BEGIN RECORDS FOR THE EXERCISE

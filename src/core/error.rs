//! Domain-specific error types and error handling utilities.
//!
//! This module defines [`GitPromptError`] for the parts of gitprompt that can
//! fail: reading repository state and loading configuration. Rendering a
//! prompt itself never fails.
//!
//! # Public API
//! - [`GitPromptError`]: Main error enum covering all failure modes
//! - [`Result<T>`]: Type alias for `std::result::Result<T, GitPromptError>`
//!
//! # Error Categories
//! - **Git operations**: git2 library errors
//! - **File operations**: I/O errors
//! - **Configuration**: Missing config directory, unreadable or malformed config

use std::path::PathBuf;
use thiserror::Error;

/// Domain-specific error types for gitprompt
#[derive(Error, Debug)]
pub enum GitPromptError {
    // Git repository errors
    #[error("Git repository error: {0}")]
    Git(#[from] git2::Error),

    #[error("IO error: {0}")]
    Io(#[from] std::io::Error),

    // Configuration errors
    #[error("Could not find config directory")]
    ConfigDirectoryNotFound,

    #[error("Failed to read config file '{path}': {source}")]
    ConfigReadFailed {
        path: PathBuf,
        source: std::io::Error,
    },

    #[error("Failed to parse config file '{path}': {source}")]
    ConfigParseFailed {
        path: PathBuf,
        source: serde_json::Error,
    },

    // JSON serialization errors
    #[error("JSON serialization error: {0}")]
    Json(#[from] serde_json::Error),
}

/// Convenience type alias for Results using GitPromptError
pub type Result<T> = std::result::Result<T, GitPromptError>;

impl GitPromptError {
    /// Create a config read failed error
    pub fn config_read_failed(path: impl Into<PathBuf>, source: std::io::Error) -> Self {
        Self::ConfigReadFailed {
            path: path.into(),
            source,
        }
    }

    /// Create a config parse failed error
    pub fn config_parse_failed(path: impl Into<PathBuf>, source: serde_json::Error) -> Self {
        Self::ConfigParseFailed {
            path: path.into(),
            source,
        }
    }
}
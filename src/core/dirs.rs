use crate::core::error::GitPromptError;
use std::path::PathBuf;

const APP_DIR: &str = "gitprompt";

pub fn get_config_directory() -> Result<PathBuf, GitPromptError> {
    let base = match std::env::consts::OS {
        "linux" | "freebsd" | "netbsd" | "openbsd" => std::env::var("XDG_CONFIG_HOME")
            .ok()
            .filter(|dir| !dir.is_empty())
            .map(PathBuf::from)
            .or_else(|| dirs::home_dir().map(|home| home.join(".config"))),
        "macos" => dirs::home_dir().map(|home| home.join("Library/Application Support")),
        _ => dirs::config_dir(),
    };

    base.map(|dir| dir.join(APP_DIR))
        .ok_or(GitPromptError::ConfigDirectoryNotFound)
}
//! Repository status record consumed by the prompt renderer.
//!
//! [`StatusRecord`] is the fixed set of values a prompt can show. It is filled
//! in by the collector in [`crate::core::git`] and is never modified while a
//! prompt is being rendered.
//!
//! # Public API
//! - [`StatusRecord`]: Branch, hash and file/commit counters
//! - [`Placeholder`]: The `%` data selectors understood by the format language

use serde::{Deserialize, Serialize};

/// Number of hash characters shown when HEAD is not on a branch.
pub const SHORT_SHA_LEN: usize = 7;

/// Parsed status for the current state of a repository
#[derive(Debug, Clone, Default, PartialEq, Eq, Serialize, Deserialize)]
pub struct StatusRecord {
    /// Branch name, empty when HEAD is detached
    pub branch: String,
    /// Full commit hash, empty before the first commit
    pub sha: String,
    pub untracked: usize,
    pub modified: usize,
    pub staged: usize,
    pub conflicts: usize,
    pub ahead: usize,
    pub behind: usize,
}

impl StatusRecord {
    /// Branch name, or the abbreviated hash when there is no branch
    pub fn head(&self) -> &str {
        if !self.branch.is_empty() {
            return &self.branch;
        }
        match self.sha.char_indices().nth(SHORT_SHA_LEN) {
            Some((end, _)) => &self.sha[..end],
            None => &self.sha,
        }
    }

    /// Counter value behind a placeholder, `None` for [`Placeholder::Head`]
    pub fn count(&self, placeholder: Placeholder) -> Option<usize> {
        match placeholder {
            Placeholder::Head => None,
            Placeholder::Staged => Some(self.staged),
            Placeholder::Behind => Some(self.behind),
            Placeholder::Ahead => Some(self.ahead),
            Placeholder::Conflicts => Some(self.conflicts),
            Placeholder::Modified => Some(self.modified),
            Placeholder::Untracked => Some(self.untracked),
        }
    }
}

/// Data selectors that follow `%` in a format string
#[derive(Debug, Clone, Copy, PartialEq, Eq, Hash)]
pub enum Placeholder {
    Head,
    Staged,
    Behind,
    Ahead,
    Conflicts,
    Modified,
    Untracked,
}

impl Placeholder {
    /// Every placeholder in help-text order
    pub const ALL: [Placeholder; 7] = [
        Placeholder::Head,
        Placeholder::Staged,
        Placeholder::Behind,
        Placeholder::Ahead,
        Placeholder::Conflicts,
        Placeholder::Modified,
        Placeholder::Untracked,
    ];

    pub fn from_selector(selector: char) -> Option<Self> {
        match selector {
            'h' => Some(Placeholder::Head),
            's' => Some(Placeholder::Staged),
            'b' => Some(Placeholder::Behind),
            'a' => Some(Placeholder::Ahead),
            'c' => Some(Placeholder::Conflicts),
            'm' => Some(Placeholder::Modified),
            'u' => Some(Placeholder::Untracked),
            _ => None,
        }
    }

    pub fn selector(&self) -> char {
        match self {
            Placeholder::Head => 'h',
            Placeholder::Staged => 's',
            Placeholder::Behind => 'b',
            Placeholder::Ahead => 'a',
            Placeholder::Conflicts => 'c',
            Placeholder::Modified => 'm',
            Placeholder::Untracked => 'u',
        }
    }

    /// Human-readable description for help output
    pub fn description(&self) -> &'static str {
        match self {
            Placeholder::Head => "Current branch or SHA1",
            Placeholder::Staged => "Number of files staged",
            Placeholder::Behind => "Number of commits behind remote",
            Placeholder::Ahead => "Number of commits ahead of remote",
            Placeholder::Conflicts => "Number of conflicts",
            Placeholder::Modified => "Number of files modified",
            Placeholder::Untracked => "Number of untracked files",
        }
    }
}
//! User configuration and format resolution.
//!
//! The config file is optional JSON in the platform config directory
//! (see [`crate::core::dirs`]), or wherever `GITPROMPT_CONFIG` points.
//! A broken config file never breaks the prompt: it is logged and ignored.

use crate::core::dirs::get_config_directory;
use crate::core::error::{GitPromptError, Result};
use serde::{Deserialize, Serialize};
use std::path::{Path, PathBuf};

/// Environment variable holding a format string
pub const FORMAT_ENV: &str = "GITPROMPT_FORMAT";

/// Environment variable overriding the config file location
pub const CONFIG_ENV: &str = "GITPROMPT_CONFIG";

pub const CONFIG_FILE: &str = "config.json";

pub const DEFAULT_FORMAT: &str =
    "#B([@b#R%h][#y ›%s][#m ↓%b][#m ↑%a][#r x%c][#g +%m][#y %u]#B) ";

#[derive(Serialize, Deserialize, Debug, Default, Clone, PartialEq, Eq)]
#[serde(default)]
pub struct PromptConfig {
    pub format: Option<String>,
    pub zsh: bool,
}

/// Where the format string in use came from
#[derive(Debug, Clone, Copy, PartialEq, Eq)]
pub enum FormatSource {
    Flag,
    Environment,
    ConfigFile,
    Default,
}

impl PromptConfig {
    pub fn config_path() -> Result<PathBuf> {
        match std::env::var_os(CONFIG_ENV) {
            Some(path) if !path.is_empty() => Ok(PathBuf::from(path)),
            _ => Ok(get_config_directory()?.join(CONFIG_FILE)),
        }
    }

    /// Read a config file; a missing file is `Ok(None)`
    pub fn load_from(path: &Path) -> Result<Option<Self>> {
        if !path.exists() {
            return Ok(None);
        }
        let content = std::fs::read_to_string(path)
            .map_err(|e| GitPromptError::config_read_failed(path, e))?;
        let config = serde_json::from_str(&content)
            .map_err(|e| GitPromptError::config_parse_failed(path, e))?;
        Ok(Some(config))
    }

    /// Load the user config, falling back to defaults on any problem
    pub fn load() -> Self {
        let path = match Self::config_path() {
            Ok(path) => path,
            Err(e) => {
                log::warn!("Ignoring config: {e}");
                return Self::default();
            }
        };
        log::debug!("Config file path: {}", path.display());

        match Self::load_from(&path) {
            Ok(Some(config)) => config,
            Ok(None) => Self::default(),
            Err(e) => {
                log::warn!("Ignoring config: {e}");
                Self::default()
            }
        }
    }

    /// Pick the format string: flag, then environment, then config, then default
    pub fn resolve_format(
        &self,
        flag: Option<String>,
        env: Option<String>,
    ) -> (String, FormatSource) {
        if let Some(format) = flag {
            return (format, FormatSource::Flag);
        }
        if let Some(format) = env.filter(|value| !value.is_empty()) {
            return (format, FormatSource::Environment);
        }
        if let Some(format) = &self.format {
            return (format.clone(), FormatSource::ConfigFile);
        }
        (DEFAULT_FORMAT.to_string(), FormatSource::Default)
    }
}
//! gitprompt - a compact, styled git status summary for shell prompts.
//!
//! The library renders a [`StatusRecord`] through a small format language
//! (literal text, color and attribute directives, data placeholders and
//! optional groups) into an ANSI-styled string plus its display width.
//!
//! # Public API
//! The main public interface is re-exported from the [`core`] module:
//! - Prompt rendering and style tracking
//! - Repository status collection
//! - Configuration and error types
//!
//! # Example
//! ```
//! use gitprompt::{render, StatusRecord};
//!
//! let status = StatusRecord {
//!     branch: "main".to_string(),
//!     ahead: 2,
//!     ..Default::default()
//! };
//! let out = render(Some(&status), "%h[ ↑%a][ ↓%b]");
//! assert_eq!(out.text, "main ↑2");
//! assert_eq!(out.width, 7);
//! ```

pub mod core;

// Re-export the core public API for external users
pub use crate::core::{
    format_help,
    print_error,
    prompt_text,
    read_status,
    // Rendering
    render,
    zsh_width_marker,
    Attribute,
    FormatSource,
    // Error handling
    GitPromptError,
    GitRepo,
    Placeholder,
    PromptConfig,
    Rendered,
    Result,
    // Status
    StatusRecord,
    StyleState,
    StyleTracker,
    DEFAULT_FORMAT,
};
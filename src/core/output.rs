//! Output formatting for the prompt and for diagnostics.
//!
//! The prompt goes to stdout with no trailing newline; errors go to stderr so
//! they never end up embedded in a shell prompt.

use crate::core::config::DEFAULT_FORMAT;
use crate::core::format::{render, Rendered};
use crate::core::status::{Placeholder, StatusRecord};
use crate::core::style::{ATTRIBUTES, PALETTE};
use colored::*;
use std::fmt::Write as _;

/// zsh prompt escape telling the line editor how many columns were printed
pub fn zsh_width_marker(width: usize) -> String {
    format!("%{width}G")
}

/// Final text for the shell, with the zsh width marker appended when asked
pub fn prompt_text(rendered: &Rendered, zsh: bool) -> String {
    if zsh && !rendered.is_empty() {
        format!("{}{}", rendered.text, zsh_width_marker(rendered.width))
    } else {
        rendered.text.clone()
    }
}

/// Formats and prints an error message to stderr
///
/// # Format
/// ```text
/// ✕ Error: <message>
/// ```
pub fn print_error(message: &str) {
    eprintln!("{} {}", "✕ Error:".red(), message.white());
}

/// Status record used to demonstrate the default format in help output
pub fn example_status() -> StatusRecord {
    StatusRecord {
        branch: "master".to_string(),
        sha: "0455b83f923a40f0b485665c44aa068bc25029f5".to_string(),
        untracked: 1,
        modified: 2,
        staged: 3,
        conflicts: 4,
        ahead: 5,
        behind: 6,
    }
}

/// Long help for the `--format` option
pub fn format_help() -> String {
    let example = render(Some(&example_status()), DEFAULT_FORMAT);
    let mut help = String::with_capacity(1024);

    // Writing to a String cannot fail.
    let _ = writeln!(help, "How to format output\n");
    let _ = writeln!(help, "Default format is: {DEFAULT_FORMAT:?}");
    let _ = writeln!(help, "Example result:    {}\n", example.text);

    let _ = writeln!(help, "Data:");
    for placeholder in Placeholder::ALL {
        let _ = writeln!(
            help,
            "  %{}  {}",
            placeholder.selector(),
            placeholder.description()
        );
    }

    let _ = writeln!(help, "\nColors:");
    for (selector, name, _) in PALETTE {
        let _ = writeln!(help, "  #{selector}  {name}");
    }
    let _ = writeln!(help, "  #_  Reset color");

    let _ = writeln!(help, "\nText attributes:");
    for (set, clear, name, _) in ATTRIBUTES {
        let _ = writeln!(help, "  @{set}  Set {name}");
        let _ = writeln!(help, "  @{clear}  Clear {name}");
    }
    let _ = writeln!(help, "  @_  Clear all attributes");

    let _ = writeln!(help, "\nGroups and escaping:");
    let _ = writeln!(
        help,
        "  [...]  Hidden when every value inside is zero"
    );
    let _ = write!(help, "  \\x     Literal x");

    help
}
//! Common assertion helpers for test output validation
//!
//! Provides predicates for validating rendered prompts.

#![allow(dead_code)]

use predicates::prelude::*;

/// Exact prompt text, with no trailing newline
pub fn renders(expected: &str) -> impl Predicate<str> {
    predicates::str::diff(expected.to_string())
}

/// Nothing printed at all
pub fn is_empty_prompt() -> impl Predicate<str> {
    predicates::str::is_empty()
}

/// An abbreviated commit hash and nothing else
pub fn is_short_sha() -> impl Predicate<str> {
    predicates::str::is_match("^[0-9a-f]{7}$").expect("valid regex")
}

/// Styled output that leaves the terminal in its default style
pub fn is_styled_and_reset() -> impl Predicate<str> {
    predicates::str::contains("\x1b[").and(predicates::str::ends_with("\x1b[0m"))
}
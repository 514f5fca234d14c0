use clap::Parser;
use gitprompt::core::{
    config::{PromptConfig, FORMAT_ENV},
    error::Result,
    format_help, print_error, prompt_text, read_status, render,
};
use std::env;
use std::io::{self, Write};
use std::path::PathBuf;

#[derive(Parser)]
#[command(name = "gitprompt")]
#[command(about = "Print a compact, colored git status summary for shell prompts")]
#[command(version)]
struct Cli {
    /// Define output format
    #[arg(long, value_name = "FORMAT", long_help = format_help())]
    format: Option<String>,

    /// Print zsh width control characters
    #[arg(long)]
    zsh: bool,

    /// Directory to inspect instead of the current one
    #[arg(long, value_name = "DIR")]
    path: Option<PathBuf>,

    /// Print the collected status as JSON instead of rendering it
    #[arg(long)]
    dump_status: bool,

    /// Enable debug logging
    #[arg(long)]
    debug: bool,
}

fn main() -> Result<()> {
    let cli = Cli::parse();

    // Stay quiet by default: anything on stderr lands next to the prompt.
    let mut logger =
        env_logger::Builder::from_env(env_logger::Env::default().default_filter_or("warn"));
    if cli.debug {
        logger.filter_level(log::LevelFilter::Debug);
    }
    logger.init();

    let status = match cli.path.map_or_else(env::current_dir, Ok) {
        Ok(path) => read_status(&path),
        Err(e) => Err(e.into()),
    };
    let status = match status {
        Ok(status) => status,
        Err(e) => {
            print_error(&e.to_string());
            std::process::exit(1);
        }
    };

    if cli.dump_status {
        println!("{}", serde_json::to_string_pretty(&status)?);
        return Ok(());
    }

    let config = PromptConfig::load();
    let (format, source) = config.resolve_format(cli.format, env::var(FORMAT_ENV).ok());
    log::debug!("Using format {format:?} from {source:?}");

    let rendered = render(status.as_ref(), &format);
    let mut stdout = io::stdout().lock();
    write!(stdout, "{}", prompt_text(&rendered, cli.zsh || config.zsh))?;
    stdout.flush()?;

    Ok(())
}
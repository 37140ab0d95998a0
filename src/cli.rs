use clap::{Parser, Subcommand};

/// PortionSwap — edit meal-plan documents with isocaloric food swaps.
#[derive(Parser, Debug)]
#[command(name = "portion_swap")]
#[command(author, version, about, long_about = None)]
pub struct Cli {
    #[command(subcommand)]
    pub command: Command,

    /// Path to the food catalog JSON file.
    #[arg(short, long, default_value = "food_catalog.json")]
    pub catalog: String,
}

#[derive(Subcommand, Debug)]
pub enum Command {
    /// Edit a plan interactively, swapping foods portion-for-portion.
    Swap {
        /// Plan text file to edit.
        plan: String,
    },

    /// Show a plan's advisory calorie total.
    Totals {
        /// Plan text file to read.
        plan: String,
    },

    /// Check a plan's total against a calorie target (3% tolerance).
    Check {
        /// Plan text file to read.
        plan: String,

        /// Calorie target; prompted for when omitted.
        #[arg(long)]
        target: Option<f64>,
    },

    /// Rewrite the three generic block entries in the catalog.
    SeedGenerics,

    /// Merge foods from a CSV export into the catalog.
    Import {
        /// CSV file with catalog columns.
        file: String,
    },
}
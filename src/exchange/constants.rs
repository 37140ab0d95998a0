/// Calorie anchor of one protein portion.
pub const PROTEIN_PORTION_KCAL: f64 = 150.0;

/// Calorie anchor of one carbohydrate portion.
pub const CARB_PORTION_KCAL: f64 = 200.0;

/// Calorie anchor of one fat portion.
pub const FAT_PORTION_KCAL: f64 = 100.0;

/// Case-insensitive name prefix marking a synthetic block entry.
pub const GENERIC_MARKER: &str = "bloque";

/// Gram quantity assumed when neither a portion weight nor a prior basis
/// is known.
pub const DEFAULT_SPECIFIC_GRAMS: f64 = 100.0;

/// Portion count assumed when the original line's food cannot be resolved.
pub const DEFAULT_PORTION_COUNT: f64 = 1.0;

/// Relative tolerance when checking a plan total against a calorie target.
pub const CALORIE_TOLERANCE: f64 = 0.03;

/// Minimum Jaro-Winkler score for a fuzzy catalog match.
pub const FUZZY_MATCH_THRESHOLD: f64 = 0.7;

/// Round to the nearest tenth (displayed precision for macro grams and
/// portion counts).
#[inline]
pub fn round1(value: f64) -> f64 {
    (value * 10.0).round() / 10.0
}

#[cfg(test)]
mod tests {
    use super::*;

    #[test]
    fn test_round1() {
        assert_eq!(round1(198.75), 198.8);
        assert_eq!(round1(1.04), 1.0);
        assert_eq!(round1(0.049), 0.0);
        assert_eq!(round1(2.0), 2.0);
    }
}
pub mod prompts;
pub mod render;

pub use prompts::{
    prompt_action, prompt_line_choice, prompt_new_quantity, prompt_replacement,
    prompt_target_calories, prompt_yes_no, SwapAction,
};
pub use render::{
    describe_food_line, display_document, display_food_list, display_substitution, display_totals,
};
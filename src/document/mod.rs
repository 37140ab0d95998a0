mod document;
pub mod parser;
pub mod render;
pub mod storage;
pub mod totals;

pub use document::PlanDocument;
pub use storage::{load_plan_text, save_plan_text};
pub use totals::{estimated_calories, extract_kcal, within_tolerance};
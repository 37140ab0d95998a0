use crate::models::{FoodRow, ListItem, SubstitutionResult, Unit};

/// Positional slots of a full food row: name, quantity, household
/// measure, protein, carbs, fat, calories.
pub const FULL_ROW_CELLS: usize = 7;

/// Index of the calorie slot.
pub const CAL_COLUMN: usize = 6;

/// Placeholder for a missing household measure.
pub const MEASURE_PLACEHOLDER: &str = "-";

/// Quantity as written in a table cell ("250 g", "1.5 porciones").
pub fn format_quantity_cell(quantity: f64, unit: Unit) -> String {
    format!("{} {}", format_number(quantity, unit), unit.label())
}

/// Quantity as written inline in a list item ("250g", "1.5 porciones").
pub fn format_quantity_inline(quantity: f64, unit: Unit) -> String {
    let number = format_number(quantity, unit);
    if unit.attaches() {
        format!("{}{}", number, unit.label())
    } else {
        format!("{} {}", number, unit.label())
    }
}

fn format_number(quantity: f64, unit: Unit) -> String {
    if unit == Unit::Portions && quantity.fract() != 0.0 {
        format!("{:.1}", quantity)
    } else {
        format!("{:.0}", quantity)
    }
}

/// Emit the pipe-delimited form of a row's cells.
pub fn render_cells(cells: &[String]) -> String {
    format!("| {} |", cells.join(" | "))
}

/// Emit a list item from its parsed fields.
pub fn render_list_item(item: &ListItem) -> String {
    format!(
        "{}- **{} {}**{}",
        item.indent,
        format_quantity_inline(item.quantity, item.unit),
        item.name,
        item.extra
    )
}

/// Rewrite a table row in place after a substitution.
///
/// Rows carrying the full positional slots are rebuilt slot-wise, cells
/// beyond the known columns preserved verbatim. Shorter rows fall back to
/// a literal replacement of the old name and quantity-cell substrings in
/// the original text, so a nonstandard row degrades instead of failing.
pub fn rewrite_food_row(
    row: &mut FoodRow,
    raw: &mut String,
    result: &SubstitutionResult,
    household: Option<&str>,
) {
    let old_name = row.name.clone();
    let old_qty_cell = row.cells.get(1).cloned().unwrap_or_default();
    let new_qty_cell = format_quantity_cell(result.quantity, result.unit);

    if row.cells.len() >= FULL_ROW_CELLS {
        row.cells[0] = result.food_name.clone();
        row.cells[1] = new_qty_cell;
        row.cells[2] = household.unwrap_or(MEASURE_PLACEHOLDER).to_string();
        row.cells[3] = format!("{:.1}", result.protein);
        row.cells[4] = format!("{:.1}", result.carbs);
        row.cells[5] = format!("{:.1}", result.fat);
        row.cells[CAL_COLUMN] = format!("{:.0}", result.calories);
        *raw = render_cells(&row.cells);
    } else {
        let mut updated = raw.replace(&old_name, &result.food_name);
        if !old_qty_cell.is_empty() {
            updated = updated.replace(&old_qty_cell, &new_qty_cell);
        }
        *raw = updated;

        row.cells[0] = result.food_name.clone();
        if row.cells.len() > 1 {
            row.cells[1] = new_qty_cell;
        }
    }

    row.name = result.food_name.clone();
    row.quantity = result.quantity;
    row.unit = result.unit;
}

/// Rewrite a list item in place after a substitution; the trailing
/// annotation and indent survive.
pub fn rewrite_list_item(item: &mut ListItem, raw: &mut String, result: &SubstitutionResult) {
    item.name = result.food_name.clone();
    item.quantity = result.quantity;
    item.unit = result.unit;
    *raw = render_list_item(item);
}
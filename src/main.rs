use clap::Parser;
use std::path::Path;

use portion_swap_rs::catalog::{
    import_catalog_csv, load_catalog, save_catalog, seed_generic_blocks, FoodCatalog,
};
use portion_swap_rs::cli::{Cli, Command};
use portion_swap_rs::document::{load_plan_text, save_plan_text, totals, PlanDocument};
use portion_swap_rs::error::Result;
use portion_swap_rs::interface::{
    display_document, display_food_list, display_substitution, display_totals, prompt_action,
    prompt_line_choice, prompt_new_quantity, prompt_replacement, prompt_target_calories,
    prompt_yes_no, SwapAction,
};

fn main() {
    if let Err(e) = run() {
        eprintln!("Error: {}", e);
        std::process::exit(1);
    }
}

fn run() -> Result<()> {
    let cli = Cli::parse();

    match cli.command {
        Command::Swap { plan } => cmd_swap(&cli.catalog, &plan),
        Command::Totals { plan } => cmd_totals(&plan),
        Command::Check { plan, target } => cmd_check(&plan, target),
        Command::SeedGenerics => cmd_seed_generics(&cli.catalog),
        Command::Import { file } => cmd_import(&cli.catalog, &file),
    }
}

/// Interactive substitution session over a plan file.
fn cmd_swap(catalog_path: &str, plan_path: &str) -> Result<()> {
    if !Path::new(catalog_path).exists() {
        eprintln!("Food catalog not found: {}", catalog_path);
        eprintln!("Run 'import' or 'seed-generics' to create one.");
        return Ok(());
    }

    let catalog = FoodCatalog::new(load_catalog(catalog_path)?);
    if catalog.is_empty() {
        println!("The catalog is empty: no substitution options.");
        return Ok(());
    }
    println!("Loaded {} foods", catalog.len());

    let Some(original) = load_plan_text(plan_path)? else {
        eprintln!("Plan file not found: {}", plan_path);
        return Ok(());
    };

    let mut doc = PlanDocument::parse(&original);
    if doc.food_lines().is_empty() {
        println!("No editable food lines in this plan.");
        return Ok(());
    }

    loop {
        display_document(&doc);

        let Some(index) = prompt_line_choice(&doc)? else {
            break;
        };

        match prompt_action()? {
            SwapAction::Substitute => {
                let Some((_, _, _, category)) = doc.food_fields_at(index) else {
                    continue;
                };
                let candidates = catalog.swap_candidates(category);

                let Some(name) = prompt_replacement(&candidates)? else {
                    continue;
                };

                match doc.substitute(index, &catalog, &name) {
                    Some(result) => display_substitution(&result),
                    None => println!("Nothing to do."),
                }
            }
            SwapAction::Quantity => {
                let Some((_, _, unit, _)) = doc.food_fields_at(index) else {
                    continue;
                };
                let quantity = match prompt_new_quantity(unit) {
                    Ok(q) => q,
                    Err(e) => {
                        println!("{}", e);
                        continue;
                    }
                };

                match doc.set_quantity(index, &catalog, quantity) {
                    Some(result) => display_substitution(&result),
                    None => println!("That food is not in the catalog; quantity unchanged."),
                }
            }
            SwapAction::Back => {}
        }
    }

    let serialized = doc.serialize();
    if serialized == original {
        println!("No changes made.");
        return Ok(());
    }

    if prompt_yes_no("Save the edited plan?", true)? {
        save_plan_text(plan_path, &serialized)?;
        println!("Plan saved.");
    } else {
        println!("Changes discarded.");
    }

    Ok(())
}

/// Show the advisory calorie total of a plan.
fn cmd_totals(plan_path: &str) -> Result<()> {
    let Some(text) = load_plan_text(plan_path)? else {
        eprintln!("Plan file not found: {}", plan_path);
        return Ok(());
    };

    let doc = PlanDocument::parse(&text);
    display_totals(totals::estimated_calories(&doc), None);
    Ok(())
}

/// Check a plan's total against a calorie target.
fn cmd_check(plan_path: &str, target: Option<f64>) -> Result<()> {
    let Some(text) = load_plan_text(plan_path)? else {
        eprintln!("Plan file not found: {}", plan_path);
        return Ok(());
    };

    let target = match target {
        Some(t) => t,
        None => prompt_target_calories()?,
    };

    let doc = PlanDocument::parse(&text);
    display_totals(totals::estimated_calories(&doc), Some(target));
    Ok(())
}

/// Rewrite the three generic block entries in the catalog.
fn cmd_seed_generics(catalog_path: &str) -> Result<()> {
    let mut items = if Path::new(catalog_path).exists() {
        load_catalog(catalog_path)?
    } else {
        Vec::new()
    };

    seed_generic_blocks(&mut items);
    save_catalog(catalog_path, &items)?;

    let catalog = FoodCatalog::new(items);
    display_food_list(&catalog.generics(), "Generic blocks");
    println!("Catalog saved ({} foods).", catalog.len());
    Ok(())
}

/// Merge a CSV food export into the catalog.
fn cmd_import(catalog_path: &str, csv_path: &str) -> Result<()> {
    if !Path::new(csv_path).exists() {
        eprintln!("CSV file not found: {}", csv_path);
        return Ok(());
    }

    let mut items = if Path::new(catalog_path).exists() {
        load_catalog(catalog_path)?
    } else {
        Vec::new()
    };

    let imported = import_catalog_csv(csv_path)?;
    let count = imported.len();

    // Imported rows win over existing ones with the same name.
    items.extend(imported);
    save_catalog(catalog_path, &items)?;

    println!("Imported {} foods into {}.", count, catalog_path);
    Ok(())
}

END RECORDS FOR THE EXERCISE

__WORK INSTRUCTIONS__
Starting from the records above, filter out all lines except those containing the word "known".

__ANSWER BOX__
/// is known.
/// beyond the known columns preserved verbatim. Shorter rows fall back to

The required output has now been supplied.